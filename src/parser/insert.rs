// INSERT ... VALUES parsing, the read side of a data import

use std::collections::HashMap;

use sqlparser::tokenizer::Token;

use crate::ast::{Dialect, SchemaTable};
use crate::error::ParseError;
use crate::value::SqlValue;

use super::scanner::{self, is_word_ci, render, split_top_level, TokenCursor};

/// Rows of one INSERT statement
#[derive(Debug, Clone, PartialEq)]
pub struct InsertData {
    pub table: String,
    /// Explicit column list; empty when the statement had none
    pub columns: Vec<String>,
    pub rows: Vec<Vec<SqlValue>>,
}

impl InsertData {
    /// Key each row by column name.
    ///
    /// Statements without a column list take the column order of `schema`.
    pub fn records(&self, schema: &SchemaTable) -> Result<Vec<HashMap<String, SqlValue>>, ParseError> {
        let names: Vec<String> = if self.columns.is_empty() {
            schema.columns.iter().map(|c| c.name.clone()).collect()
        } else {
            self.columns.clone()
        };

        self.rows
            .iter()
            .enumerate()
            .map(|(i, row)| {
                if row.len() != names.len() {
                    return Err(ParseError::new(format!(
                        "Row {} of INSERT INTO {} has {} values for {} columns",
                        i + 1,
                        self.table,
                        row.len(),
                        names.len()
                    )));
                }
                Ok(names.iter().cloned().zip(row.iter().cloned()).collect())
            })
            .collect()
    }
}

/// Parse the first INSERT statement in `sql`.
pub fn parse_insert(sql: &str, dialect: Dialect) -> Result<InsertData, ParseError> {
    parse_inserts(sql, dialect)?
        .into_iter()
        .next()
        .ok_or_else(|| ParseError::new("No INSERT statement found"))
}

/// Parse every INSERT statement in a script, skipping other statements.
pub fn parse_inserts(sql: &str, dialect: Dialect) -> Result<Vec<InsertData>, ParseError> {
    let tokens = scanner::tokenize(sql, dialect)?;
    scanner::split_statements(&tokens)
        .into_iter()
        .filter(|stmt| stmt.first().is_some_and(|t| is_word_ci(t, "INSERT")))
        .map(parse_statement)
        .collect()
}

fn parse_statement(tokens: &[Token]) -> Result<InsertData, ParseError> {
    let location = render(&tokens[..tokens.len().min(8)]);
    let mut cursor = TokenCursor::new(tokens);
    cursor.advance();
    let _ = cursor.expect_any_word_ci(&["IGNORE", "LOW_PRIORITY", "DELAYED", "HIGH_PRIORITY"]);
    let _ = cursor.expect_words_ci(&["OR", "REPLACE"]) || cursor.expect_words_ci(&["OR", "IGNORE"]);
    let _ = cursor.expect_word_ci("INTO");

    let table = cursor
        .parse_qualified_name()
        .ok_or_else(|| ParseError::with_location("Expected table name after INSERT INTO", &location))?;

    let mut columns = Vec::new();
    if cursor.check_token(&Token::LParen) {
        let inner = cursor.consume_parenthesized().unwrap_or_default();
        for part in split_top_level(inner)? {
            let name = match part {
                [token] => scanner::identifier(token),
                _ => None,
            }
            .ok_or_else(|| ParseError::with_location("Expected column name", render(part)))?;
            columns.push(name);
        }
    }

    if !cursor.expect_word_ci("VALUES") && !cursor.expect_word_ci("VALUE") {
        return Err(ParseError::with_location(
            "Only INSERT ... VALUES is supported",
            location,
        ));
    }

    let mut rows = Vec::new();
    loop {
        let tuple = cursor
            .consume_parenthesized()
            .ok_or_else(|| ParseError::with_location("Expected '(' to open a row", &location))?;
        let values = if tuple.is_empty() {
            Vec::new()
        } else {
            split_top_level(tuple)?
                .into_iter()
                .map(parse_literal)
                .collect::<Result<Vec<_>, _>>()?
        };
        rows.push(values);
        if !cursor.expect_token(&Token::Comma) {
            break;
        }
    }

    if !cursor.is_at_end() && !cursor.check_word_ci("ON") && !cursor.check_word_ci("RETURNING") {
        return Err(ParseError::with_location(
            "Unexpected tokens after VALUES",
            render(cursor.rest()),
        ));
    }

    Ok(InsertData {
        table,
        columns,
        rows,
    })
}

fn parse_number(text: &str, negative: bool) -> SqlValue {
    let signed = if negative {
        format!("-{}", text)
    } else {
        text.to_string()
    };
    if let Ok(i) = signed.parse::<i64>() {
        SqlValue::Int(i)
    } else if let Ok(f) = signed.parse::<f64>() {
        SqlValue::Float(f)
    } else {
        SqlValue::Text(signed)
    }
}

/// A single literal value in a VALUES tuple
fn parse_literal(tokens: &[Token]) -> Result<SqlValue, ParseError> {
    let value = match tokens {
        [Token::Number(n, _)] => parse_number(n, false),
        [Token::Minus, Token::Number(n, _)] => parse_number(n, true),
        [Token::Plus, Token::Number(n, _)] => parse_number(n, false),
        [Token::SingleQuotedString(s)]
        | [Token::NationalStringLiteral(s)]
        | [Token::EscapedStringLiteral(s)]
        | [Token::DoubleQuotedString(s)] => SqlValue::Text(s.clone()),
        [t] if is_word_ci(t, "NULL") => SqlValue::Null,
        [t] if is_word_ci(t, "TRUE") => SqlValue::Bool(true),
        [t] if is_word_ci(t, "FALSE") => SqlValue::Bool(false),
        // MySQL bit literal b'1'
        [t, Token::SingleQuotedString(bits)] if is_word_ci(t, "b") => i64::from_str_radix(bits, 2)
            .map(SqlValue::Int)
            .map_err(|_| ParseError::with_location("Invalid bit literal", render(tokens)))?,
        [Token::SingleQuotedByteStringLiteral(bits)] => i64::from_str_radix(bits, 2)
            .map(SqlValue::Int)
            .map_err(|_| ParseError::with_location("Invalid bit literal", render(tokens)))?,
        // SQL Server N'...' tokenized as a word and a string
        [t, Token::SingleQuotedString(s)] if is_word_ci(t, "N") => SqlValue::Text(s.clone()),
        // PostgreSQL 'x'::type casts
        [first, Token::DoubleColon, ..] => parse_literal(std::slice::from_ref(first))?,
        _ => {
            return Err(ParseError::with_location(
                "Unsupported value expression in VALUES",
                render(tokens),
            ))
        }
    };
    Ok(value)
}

····················

Your instructions
Work out how many lines in the records contain the word "signed", and give that number by itself.

Answer to this task
4